Thrombogenicity of atherosclerotic plaque largely depends on plaque morphology and their content of tissue factor (TF) and tissue factor pathway inhibitor (TFPI). The relationship between morphological composition of plaque (lipid-rich or calcified) and expression of TF and TFPI in circulating blood monocytes and within the plaques is not characterized.

OBJECTIVE

To investigate whether lipid-rich (echolucent) or calcified (echogenic) morphology of carotid atherosclerotic plaques is associated with differences in TF and TFPI expression in circulating blood monocytes and within carotid atherosclerotic plaques.

METHODS

We studied levels of monocyte TF and TFPI mRNA and protein expression and association with traditional risk factors for atherosclerosis in asymptomatic subjects with echolucent (n=20) or echogenic (n=20) carotid plaques, or controls without carotid atherosclerosis (n=20) determined by ultrasonography.

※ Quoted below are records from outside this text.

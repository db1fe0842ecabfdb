#![warn(missing_docs)]

//! Rigid transform types for kinmark.
//!
//! Thin wrappers around nalgebra providing the pieces the marker projector
//! needs: vectors, unit quaternions, world-frame poses, and tolerance
//! constants.
//!
//! Quaternion component order is explicit at every boundary. Simulation
//! models store quaternions scalar-first (`[w, x, y, z]`); some producers
//! emit scalar-last (`[x, y, z, w]`). Use [`quat_from_wxyz`] and
//! [`quat_from_xyzw`] when reading raw components, and the matching
//! `quat_to_*` functions when writing them. Internally every rotation is a
//! nalgebra [`UnitQuaternion`].

use nalgebra::{Matrix3, Quaternion, UnitQuaternion, Vector3};

/// A vector in 3D space.
pub type Vec3 = Vector3<f64>;

/// A unit quaternion rotation.
pub type Quat = UnitQuaternion<f64>;

/// A 3x3 rotation matrix.
pub type Mat3 = Matrix3<f64>;

/// Build a rotation from scalar-first `[w, x, y, z]` components.
///
/// The components are normalized, matching how the simulation engine reads
/// its own quaternions.
pub fn quat_from_wxyz(q: [f64; 4]) -> Quat {
    UnitQuaternion::from_quaternion(Quaternion::new(q[0], q[1], q[2], q[3]))
}

/// Build a rotation from scalar-last `[x, y, z, w]` components.
pub fn quat_from_xyzw(q: [f64; 4]) -> Quat {
    UnitQuaternion::from_quaternion(Quaternion::new(q[3], q[0], q[1], q[2]))
}

/// Scalar-first `[w, x, y, z]` components of a rotation.
pub fn quat_to_wxyz(q: &Quat) -> [f64; 4] {
    [q.w, q.i, q.j, q.k]
}

/// A rigid pose: position plus orientation.
///
/// Poses are values. Every operation returns a new pose.
#[derive(Debug, Clone, Copy, PartialEq)]
pub struct Pose {
    /// Origin of the frame.
    pub position: Vec3,
    /// Rotation of the frame.
    pub orientation: Quat,
}

impl Pose {
    /// Identity pose.
    pub fn identity() -> Self {
        Self {
            position: Vec3::zeros(),
            orientation: Quat::identity(),
        }
    }

    /// Create a pose from a position and orientation.
    pub fn new(position: Vec3, orientation: Quat) -> Self {
        Self {
            position,
            orientation,
        }
    }

    /// Pure translation by `(x, y, z)`.
    pub fn translation(x: f64, y: f64, z: f64) -> Self {
        Self::new(Vec3::new(x, y, z), Quat::identity())
    }

    /// Create a pose from raw position and scalar-first quaternion components.
    pub fn from_wxyz(position: [f64; 3], quat: [f64; 4]) -> Self {
        Self::new(Vec3::from(position), quat_from_wxyz(quat))
    }

    /// Create a pose from raw position and scalar-last quaternion components.
    pub fn from_xyzw(position: [f64; 3], quat: [f64; 4]) -> Self {
        Self::new(Vec3::from(position), quat_from_xyzw(quat))
    }

    /// Express a pose given relative to `self` in `self`'s parent frame.
    ///
    /// ```text
    /// position'    = self.position + self.orientation * local.position
    /// orientation' = self.orientation * local.orientation
    /// ```
    pub fn compose(&self, local: &Pose) -> Self {
        Self {
            position: self.apply_point(&local.position),
            orientation: self.orientation * local.orientation,
        }
    }

    /// Inverse pose, such that `p.compose(&p.inverse())` is the identity.
    pub fn inverse(&self) -> Self {
        let orientation = self.orientation.inverse();
        Self {
            position: -(orientation * self.position),
            orientation,
        }
    }

    /// Transform a point from this frame into the parent frame.
    pub fn apply_point(&self, p: &Vec3) -> Vec3 {
        self.position + self.orientation * *p
    }

    /// The orientation as a 3x3 rotation matrix.
    pub fn rotation_matrix(&self) -> Mat3 {
        self.orientation.to_rotation_matrix().into_inner()
    }
}

impl Default for Pose {
    fn default() -> Self {
        Self::identity()
    }
}

/// Tolerance constants for pose comparisons.
#[derive(Debug, Clone, Copy)]
pub struct Tolerance {
    /// Linear distance tolerance.
    pub linear: f64,
    /// Tolerance on quaternion components (sign-insensitive).
    pub angular: f64,
}

impl Tolerance {
    /// Default tolerances (1e-9 linear, 1e-9 on quaternion components).
    pub const DEFAULT: Self = Self {
        linear: 1e-9,
        angular: 1e-9,
    };

    /// Check if two points are coincident within tolerance.
    pub fn points_equal(&self, a: &Vec3, b: &Vec3) -> bool {
        (a - b).norm() < self.linear
    }

    /// Check if two rotations are equal within tolerance.
    ///
    /// `q` and `-q` describe the same rotation, so both signs are accepted.
    pub fn rotations_equal(&self, a: &Quat, b: &Quat) -> bool {
        let (a, b) = (a.quaternion().coords, b.quaternion().coords);
        (a - b).norm().min((a + b).norm()) < self.angular
    }

    /// Check if two poses are equal within tolerance.
    pub fn poses_equal(&self, a: &Pose, b: &Pose) -> bool {
        self.points_equal(&a.position, &b.position)
            && self.rotations_equal(&a.orientation, &b.orientation)
    }
}

impl Default for Tolerance {
    fn default() -> Self {
        Self::DEFAULT
    }
}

Sections of calcified or lipid-rich carotid plaques obtained from symptomatic patients were assessed for TF and TFPI antigen expression.

RESULTS

TF and TFPI surface presentation, surface TF/TFPI ratio, and TF activity were higher in monocytes obtained from subjects with echolucent than with echogenic plaques or controls without carotid atherosclerosis. Multiple regression analyses revealed inverse association between serum apoA1 and monocyte surface TF antigen expression (p=0.007), and positive association between serum apoB and monocyte surface TFPI expression (p=0.028). Sections from lipid-rich carotid plaques contained 2.5-fold more TF and 1.5-fold more TFPI antigens relative to calcified lesions, also yielding a higher TF/TFPI ratio.

CONCLUSIONS

Our findings indicate that circulating monocytes of asymptomatic individuals with echolucent lipid-rich carotid atherosclerosis express an imbalance between TF and TFPI expression cohering with changes found within advanced carotid atherosclerotic plaques obtained from symptomatic patients.